The party descends into the cellar and finds the expected rats. The rats are docile and retreat into a hole in the wall until several larger rats come out and face down the party. They hear the door to the inn opening above, a brief lull in the sounds of merriment, and the innkeeper's distant voice saying 'hello' just like he said to them. Maybe ask for perception rolls, get them thinking this is still a bit distant, and don't tell them if nobody rolls well - give it a low dc though, either way it builds some tension.

At this point, begin combat. After the first few actors go, after the dice start falling, tell the players they hear the innkeep shout, "What the...?!" or something similar. After all actors have gone in the first round, tell them they hear the sounds of combat.

If one of them goes to exit at this point, they open the hatch to catch the body of the innkeeper as he's knocked out by a humanoid figure that wears dusty, black robes, a concealing mask, and the skull of a cow. It carries a club made out of some large animal's femur (also a cow.) Similar figures dispatch the other inhabitants of the inn, one of which makes a lucky break straight into the entering form of a massive, horned humanoid - whatever the weather was outside before, the sky is now blocked by blowing dust that seems to pool about the yikaria's feet.

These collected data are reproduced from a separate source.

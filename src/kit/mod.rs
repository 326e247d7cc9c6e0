// OrbitKit custom element library

pub mod components;

/// Re-export of common elements for convenience
pub mod prelude {
    pub use crate::kit::components::button::{
        ButtonSize, ButtonType, ContentOwnership, RenderState, WebButton,
    };
}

If the party wants to attack the cultists in the inn, let them. The cultist to have dispatched the innkeeper does not immediately attack, but rather makes a point of trying to take the innkeeper's body from whichever PC caught it first. If they withhold the body, the cultists attack.

(con't)
The party can be fighting the rats this whole time. Feel free to roll flee for the rats as they die/get hurt. They probably won't pursue the PCs.

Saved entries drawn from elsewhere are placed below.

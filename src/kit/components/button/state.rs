//! Derived render state for the button element

use serde::Serialize;

use super::{attr, props};
use crate::component::props::coerce_presence_bool;
use crate::component::{AttributeSource, PropValidationError};

/// Button size variants
#[derive(Debug, Clone, Copy, PartialEq, Eq, Default, Serialize)]
#[serde(rename_all = "lowercase")]
pub enum ButtonSize {
    Small,
    #[default]
    Medium,
    Large,
}

impl ButtonSize {
    /// Every size, in allow-list order
    pub const ALL: [ButtonSize; 3] = [ButtonSize::Small, ButtonSize::Medium, ButtonSize::Large];

    /// Attribute value for this size
    pub fn as_str(self) -> &'static str {
        match self {
            ButtonSize::Small => "small",
            ButtonSize::Medium => "medium",
            ButtonSize::Large => "large",
        }
    }

    /// Parse an attribute value
    pub fn from_name(name: &str) -> Option<Self> {
        Self::ALL.into_iter().find(|size| size.as_str() == name)
    }

    /// Modifier class, e.g. `btn--large`
    pub fn class(self) -> String {
        modifier_class(self.as_str())
    }
}

/// Button style variants
#[derive(Debug, Clone, Copy, PartialEq, Eq, Default, Serialize)]
#[serde(rename_all = "lowercase")]
pub enum ButtonType {
    #[default]
    Default,
    Primary,
    Danger,
    Neutral,
    Link,
}

impl ButtonType {
    /// Every type, in allow-list order
    pub const ALL: [ButtonType; 5] = [
        ButtonType::Default,
        ButtonType::Primary,
        ButtonType::Danger,
        ButtonType::Neutral,
        ButtonType::Link,
    ];

    /// Attribute value for this type
    pub fn as_str(self) -> &'static str {
        match self {
            ButtonType::Default => "default",
            ButtonType::Primary => "primary",
            ButtonType::Danger => "danger",
            ButtonType::Neutral => "neutral",
            ButtonType::Link => "link",
        }
    }

    /// Parse an attribute value
    pub fn from_name(name: &str) -> Option<Self> {
        Self::ALL.into_iter().find(|kind| kind.as_str() == name)
    }

    /// Modifier class, e.g. `btn--primary`
    pub fn class(self) -> String {
        modifier_class(self.as_str())
    }
}

/// Base class always present on the internal button
pub const BASE_CLASS: &str = "btn";

/// Build a modifier class from an axis value
pub fn modifier_class(value: &str) -> String {
    format!("{BASE_CLASS}--{value}")
}

/// Everything the renderer needs, resolved from the full attribute state
#[derive(Debug, Clone, PartialEq, Eq, Serialize)]
#[serde(rename_all = "camelCase")]
pub struct RenderState {
    /// Mirrors the `id` attribute; empty when absent
    pub id: String,
    /// Presence-boolean `disabled`
    pub disabled: bool,
    /// Label text, `"Button"` unless set
    pub label: String,
    /// Supplementary text for assistive technology
    pub accessibility_text: Option<String>,
    /// Effective size
    pub size: ButtonSize,
    /// Effective type
    #[serde(rename = "type")]
    pub button_type: ButtonType,
    /// Icon classes from `faIcon`
    pub icon: Vec<String>,
    /// Whether the content slot has assigned nodes
    pub has_slotted_content: bool,
}

impl RenderState {
    /// Re-read every relevant attribute and resolve the state
    ///
    /// Invalid or missing values never abort resolution; each one falls back
    /// to its default and is returned alongside the state.
    pub fn resolve(
        attrs: &dyn AttributeSource,
        has_slotted_content: bool,
    ) -> (Self, Vec<PropValidationError>) {
        let mut problems = Vec::new();

        let id = match attrs.get_attribute(attr::ID) {
            Some(id) => id,
            None => {
                problems.push(PropValidationError::MissingRequired(attr::ID.to_string()));
                String::new()
            }
        };

        let disabled = coerce_presence_bool(attrs.get_attribute(attr::DISABLED).as_deref());

        let label = props::LABEL
            .resolve_string(attrs.get_attribute(attr::LABEL).as_deref())
            .unwrap_or_default();

        let accessibility_text = props::ACCESSIBILITY_TEXT
            .resolve_string(attrs.get_attribute(attr::ACCESSIBILITY_TEXT).as_deref());

        let (size, err) = props::SIZE.resolve_enum(attrs.get_attribute(attr::SIZE).as_deref());
        problems.extend(err);
        let size = ButtonSize::from_name(size).unwrap_or_default();

        let (button_type, err) =
            props::TYPE.resolve_enum(attrs.get_attribute(attr::TYPE).as_deref());
        problems.extend(err);
        let button_type = ButtonType::from_name(button_type).unwrap_or_default();

        let (icon, err) =
            props::FA_ICON.resolve_array(attrs.get_attribute(attr::FA_ICON).as_deref());
        problems.extend(err);

        let state = Self {
            id,
            disabled,
            label,
            accessibility_text,
            size,
            button_type,
            icon,
            has_slotted_content,
        };
        (state, problems)
    }

    /// The full class set `{btn, btn--<size>, btn--<type>}`
    pub fn classes(&self) -> [String; 3] {
        [
            BASE_CLASS.to_string(),
            self.size.class(),
            self.button_type.class(),
        ]
    }

    /// Modifier class for one axis, if the attribute names a modifier axis
    pub fn modifier_for(&self, name: &str) -> Option<String> {
        match name {
            attr::SIZE => Some(self.size.class()),
            attr::TYPE => Some(self.button_type.class()),
            _ => None,
        }
    }
}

The yikaria upstairs looks at the still-conscious inngo'er now still with fear. It raises a hand over her (let's say the waitress who smiled at the party when they walked in) and says "Air." It looks at several of the waiting cultists and says, "Earth," including the one with the innkeeper. Several people end up left on the floor as the yikaria makes way for its followers to pass onto the road with the new slaves.

If the PCs have not acted, at this point it raises its hands in a grand gesture, its followers start to routinely torch the place, and Deliverer Hal'ak says, "Fire." If the pcs did not investigate the commotion above and combat has gone on a while, this is the point when smoke starts sinking through the cracks in the door.

Will the party pursue the Cult of the Forgotten God? Will they escape sacrifice in the Manner Elemental? Will they brave the spears and arrows of the ratfolk waiting in the tunnels below? Find out next time on...
(Your campaign name here)

The "rats" are actually a tribe of wererats who live in the sewers which connect to the cellar, and the soldier regularly sends them food in the form of dumb adventurers.